------ GIVEN INFORMATION

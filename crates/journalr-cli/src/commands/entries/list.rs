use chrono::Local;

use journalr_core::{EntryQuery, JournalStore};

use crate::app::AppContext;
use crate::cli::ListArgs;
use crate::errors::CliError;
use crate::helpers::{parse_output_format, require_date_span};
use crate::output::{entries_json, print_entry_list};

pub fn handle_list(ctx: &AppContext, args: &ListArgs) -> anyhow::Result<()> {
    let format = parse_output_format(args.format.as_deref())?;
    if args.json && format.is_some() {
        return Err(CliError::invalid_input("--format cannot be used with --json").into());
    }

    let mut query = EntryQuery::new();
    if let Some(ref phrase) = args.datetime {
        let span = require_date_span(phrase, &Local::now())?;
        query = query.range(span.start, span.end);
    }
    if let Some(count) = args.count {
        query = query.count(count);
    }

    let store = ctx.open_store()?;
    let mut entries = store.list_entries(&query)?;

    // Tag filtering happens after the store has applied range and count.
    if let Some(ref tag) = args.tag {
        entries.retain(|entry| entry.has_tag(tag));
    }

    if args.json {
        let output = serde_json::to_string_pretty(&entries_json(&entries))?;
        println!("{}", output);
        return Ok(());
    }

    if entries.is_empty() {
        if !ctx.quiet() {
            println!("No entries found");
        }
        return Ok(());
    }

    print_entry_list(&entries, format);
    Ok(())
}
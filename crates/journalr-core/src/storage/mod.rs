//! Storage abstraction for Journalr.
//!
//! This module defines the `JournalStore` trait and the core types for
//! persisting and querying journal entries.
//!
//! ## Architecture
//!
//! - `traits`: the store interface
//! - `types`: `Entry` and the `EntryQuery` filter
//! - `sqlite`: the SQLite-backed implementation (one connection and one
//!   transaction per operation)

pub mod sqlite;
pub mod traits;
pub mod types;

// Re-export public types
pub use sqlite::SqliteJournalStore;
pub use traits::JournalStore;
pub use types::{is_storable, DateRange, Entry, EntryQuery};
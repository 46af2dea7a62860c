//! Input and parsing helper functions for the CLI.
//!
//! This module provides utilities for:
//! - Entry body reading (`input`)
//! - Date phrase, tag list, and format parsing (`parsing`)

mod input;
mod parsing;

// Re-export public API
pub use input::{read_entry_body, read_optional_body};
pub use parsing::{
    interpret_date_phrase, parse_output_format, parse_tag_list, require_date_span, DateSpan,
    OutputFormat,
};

------------

EXERCISE: Your answer must be the full set of entries, copied exactly.

WRITTEN SOLUTION:
filename crates/journalr-cli/src/commands/entries/list.rs
use chrono::Local;

use journalr_core::{EntryQuery, JournalStore};

use crate::app::AppContext;
use crate::cli::ListArgs;
use crate::errors::CliError;
use crate::helpers::{parse_output_format, require_date_span};
use crate::output::{entries_json, print_entry_list};

pub fn handle_list(ctx: &AppContext, args: &ListArgs) -> anyhow::Result<()> {
    let format = parse_output_format(args.format.as_deref())?;
    if args.json && format.is_some() {
        return Err(CliError::invalid_input("--format cannot be used with --json").into());
    }

    let mut query = EntryQuery::new();
    if let Some(ref phrase) = args.datetime {
        let span = require_date_span(phrase, &Local::now())?;
        query = query.range(span.start, span.end);
    }
    if let Some(count) = args.count {
        query = query.count(count);
    }

    let store = ctx.open_store()?;
    let mut entries = store.list_entries(&query)?;

    // Tag filtering happens after the store has applied range and count.
    if let Some(ref tag) = args.tag {
        entries.retain(|entry| entry.has_tag(tag));
    }

    if args.json {
        let output = serde_json::to_string_pretty(&entries_json(&entries))?;
        println!("{}", output);
        return Ok(());
    }

    if entries.is_empty() {
        if !ctx.quiet() {
            println!("No entries found");
        }
        return Ok(());
    }

    print_entry_list(&entries, format);
    Ok(())
}
filename crates/journalr-core/src/storage/mod.rs
//! Storage abstraction for Journalr.
//!
//! This module defines the `JournalStore` trait and the core types for
//! persisting and querying journal entries.
//!
//! ## Architecture
//!
//! - `traits`: the store interface
//! - `types`: `Entry` and the `EntryQuery` filter
//! - `sqlite`: the SQLite-backed implementation (one connection and one
//!   transaction per operation)

pub mod sqlite;
pub mod traits;
pub mod types;

// Re-export public types
pub use sqlite::SqliteJournalStore;
pub use traits::JournalStore;
pub use types::{is_storable, DateRange, Entry, EntryQuery};
repository 46af2dea7a62860c
//! Input and parsing helper functions for the CLI.
//!
//! This module provides utilities for:
//! - Entry body reading (`input`)
//! - Date phrase, tag list, and format parsing (`parsing`)

mod input;
mod parsing;

// Re-export public API
pub use input::{read_entry_body, read_optional_body};
pub use parsing::{
    interpret_date_phrase, parse_output_format, parse_tag_list, require_date_span, DateSpan,
    OutputFormat,
};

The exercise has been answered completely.